Collected data entries
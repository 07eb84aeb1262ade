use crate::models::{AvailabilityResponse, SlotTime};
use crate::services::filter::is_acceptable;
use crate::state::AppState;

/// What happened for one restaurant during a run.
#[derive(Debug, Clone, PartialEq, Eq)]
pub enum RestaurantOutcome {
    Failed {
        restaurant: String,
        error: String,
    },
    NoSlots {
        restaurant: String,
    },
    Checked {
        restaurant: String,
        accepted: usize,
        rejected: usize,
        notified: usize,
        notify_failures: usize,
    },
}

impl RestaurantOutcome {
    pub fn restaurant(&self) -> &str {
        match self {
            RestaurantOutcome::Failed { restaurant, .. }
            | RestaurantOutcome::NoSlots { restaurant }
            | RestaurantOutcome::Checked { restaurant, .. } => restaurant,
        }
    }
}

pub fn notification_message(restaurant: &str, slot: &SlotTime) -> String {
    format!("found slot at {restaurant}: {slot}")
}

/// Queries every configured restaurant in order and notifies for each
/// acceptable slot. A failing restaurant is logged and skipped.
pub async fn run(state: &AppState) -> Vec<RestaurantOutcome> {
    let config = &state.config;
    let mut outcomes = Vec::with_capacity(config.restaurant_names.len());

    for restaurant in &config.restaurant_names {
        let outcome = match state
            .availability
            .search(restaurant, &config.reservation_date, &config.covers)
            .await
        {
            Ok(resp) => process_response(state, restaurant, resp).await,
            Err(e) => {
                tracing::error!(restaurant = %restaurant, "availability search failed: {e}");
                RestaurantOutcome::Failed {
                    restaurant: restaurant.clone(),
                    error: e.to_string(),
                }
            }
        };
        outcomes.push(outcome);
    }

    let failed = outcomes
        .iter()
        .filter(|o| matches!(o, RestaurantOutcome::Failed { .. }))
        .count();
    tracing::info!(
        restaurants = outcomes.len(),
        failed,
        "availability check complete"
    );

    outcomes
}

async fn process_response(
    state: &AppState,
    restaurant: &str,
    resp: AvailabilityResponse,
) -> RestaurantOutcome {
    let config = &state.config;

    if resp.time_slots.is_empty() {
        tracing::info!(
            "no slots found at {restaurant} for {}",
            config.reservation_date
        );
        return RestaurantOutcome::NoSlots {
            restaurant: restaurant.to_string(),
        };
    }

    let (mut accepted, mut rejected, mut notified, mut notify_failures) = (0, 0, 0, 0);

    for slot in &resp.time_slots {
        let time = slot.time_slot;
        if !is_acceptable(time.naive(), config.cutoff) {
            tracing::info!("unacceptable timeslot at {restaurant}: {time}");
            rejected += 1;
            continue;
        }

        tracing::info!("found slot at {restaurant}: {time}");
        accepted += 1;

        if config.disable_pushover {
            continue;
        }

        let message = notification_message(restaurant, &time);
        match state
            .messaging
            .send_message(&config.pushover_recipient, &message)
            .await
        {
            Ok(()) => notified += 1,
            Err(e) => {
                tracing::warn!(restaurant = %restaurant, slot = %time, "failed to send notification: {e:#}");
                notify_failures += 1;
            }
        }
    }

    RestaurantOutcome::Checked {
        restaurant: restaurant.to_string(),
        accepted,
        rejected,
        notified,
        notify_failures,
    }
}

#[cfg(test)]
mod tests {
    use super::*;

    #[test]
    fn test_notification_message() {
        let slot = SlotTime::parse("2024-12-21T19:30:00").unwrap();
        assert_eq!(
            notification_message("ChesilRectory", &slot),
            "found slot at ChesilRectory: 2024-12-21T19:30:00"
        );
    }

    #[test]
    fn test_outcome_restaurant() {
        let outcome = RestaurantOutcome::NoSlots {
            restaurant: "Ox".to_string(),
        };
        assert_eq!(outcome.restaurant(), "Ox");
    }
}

--

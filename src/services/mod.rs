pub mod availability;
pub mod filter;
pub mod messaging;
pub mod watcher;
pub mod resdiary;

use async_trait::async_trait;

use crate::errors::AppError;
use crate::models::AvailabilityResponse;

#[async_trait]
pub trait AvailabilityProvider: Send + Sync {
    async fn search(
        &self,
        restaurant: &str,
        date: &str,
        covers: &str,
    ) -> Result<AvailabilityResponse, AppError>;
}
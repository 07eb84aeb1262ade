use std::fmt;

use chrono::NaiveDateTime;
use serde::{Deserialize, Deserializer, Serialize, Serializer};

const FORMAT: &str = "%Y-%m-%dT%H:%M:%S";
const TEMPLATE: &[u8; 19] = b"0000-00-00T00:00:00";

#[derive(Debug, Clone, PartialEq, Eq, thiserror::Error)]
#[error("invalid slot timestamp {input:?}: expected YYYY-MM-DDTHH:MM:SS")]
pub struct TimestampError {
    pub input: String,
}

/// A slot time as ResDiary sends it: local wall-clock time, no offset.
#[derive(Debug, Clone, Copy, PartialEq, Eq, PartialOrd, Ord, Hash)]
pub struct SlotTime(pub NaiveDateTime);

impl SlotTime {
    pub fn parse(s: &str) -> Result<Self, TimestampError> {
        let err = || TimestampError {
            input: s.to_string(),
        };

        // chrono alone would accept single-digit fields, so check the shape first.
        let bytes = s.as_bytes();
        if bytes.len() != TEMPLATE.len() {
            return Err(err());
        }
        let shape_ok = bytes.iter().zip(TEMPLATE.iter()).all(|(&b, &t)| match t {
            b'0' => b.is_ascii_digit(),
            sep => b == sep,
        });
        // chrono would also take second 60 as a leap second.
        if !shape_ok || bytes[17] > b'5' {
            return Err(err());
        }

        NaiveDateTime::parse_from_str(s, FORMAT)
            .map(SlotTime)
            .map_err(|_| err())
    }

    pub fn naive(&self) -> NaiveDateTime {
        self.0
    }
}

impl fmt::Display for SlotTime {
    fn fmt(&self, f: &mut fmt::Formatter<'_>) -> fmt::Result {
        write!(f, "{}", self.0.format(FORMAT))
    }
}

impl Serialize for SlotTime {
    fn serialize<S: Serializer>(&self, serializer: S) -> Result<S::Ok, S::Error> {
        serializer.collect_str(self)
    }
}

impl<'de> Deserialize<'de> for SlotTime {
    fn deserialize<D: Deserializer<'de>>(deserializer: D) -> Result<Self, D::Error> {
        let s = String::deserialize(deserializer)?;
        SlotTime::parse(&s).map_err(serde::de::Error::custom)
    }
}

* * *

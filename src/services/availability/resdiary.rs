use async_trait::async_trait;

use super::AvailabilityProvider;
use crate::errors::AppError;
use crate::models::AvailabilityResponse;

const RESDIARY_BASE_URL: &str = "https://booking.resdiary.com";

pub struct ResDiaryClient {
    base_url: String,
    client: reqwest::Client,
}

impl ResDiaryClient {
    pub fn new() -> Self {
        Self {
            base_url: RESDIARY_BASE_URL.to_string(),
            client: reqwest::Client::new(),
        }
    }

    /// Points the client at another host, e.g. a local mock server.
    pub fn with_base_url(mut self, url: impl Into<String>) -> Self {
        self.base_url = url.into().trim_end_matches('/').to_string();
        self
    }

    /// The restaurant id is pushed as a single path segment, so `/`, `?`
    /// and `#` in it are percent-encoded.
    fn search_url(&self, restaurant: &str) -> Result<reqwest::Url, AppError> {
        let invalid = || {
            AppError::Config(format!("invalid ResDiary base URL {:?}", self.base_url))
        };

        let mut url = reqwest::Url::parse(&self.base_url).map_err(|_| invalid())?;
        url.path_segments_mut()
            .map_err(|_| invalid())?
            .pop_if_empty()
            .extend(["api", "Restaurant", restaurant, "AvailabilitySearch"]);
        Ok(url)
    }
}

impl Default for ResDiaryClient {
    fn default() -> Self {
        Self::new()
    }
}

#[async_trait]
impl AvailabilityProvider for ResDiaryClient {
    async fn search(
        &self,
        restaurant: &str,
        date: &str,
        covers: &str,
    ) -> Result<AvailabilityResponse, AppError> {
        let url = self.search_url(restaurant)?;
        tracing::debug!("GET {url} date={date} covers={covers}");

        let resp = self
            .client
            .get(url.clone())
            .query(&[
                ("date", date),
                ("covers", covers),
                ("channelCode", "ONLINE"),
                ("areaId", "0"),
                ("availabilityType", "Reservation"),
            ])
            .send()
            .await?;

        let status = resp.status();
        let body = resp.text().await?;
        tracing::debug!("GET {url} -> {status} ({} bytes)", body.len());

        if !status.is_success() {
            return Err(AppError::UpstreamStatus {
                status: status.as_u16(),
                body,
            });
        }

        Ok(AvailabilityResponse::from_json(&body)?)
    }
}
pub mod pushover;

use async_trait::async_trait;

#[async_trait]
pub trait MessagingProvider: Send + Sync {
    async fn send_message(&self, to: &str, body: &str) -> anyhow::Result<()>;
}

*TASK DETAILS*:
Tally the lines in these entries that have the string "NoSlots" in them, then answer with the count and nothing else.

*COMPLETED EXERCISE*:
4